[Items from a data source]
Content starts

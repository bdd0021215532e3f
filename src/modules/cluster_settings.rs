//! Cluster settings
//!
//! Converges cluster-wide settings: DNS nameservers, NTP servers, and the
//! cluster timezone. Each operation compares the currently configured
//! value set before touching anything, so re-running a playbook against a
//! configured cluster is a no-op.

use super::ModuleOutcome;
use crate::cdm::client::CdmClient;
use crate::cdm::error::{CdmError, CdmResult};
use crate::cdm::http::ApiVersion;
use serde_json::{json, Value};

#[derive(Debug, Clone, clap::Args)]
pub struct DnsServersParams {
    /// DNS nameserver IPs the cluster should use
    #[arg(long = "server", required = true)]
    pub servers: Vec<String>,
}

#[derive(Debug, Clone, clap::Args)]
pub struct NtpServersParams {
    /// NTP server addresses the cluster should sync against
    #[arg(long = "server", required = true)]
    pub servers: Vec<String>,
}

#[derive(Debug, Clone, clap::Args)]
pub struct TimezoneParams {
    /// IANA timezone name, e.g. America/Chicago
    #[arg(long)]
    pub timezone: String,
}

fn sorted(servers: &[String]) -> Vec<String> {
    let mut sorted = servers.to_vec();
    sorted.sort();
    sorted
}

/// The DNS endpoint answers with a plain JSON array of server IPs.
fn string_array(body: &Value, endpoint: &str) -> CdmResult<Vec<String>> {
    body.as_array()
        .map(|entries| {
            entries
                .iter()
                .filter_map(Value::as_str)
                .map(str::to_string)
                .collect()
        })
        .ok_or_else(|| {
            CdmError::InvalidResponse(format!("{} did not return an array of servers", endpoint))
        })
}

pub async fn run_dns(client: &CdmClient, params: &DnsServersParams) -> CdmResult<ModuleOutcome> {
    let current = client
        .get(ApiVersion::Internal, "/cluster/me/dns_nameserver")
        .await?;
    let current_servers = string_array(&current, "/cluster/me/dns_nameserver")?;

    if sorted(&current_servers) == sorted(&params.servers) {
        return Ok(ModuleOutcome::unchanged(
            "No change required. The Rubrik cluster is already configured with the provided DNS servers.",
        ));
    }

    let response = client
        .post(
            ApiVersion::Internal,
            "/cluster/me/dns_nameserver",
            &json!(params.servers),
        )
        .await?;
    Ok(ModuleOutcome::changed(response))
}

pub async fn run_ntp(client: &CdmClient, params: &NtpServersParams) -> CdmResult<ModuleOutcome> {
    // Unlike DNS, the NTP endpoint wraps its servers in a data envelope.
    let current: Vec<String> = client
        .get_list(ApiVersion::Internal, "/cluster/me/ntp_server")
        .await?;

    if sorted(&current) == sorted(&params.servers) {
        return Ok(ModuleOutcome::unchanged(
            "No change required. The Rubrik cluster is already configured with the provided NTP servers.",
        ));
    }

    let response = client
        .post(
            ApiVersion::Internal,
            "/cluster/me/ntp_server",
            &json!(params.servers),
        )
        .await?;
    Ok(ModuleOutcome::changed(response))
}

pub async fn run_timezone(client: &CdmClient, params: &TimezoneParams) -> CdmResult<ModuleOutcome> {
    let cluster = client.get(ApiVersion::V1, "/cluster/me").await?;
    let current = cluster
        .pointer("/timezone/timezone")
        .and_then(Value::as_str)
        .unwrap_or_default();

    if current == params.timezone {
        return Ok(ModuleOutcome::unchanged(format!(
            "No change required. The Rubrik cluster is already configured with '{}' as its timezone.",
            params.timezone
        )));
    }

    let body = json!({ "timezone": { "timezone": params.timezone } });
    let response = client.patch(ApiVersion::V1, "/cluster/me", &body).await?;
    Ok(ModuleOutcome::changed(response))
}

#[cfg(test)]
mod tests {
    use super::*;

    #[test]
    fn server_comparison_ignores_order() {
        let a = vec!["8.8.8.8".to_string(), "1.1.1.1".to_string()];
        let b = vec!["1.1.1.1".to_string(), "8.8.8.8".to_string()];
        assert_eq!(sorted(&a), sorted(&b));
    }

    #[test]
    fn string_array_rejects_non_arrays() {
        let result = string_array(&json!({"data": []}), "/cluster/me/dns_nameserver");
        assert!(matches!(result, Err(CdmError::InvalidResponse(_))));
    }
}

Content ends
Content starts

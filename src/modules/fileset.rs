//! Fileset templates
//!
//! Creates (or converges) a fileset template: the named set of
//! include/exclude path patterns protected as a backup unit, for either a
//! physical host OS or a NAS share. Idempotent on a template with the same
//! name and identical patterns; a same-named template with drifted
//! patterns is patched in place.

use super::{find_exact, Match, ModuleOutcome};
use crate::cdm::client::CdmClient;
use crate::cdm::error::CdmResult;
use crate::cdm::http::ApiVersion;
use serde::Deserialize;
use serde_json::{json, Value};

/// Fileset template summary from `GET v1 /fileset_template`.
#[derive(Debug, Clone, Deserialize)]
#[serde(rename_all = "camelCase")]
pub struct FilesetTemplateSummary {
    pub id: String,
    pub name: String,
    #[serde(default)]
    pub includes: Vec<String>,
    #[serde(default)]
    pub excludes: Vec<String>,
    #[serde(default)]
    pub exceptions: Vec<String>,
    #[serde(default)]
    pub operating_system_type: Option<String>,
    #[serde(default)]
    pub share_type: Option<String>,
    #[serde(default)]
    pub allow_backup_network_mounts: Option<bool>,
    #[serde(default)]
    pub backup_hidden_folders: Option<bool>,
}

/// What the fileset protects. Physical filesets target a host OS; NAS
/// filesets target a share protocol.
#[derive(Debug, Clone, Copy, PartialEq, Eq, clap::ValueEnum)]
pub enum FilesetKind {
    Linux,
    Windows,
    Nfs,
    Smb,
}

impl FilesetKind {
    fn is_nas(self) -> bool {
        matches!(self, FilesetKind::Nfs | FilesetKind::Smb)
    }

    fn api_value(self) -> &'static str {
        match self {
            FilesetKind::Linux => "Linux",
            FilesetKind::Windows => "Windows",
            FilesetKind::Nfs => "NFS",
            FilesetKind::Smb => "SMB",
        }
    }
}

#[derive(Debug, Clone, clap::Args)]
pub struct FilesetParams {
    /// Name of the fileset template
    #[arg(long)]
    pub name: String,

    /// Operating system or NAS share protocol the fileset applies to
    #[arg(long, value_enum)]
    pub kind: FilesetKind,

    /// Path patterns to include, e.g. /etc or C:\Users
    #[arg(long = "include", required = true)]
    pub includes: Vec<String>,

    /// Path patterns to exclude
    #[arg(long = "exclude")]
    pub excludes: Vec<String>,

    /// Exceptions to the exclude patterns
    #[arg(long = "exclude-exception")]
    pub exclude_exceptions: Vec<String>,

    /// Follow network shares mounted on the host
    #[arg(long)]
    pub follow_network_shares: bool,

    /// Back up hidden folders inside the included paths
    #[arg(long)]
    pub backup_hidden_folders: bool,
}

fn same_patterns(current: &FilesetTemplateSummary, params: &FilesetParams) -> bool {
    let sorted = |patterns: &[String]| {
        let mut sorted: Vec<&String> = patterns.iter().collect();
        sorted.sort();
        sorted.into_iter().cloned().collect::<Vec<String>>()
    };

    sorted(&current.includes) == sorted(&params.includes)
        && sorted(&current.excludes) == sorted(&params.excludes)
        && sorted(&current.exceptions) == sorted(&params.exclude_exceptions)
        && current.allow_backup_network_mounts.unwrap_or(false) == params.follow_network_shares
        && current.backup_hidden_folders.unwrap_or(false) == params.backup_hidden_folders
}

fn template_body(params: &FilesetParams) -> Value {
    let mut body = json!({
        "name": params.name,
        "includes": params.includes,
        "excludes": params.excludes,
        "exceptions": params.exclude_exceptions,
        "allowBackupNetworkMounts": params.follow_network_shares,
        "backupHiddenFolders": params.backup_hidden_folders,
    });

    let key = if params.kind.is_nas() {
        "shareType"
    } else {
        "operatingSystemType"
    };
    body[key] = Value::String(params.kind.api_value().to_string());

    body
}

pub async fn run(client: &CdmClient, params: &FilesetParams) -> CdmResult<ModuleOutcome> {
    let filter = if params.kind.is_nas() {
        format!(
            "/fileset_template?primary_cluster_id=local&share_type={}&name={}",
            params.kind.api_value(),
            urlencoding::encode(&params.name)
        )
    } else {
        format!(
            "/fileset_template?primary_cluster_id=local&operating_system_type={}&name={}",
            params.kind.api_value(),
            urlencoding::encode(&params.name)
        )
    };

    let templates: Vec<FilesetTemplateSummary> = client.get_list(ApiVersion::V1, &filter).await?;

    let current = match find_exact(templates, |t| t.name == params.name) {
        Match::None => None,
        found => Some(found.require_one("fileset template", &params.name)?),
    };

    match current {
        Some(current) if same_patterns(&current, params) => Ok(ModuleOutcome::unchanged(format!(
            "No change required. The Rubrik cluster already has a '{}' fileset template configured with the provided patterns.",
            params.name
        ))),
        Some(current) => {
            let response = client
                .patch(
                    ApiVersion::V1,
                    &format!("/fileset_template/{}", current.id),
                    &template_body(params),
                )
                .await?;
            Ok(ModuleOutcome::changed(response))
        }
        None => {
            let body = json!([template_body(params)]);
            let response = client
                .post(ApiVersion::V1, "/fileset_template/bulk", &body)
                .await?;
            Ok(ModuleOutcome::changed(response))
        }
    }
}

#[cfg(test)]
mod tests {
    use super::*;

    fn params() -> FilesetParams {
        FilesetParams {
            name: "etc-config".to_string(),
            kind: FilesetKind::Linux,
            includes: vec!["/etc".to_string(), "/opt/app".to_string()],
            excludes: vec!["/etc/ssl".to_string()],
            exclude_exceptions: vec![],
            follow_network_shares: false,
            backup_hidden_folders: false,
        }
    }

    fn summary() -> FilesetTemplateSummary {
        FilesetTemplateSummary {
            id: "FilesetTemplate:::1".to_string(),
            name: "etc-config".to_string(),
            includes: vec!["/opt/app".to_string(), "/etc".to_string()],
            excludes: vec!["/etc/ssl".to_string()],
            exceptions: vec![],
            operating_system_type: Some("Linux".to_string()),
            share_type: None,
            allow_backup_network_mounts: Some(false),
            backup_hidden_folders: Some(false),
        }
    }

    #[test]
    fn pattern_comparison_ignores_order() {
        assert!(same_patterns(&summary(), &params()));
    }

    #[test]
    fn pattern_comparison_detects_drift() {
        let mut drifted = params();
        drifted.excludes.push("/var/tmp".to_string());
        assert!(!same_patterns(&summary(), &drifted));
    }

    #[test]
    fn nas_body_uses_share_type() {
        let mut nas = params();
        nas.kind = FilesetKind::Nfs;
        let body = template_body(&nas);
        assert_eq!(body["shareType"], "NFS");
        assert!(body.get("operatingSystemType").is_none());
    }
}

Content ends

- Assignment: Your job is to return all lines above that hold the word "Option".

- Task answer:
    pub operating_system_type: Option<String>,
    pub share_type: Option<String>,
    pub allow_backup_network_mounts: Option<bool>,
    pub backup_hidden_folders: Option<bool>,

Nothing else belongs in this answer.